◆ **Description of the task**: Search the material for the word "ident" and report each line where it turns up.
___
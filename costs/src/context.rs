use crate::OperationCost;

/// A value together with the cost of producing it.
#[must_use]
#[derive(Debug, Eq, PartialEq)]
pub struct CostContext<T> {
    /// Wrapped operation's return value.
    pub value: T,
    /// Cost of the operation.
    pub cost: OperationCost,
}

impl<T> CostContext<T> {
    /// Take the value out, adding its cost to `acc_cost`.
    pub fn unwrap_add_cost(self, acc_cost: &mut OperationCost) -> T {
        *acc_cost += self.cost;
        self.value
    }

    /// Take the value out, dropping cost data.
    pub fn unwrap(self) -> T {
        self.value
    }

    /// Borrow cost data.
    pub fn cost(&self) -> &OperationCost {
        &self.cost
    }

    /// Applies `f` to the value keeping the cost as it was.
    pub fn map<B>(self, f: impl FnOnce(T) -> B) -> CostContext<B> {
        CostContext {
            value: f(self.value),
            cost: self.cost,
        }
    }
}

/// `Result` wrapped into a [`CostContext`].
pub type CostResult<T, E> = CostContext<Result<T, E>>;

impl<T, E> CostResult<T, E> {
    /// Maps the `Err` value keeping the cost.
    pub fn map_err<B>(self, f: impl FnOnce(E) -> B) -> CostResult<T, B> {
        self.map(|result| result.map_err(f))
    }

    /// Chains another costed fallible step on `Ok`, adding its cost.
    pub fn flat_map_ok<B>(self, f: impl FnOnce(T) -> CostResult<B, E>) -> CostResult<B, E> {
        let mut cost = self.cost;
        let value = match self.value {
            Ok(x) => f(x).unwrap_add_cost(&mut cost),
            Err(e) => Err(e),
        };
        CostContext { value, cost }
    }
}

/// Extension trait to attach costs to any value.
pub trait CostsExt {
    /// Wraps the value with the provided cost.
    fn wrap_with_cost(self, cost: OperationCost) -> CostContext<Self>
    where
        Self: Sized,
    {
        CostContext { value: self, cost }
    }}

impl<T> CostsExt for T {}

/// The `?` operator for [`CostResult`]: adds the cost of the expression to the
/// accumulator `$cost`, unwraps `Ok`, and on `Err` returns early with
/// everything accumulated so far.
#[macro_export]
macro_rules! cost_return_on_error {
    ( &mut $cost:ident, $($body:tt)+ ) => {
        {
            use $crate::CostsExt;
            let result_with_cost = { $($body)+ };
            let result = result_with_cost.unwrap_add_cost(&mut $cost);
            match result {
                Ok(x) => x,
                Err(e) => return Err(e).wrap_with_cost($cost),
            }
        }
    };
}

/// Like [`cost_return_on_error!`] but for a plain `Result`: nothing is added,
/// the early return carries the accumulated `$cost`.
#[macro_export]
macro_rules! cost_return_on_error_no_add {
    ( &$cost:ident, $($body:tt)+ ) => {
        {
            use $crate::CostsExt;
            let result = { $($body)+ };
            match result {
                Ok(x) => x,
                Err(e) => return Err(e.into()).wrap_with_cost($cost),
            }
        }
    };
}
___
◆ **Reply**:
    ( &mut $cost:ident, $($body:tt)+ ) => {
    ( &$cost:ident, $($body:tt)+ ) => {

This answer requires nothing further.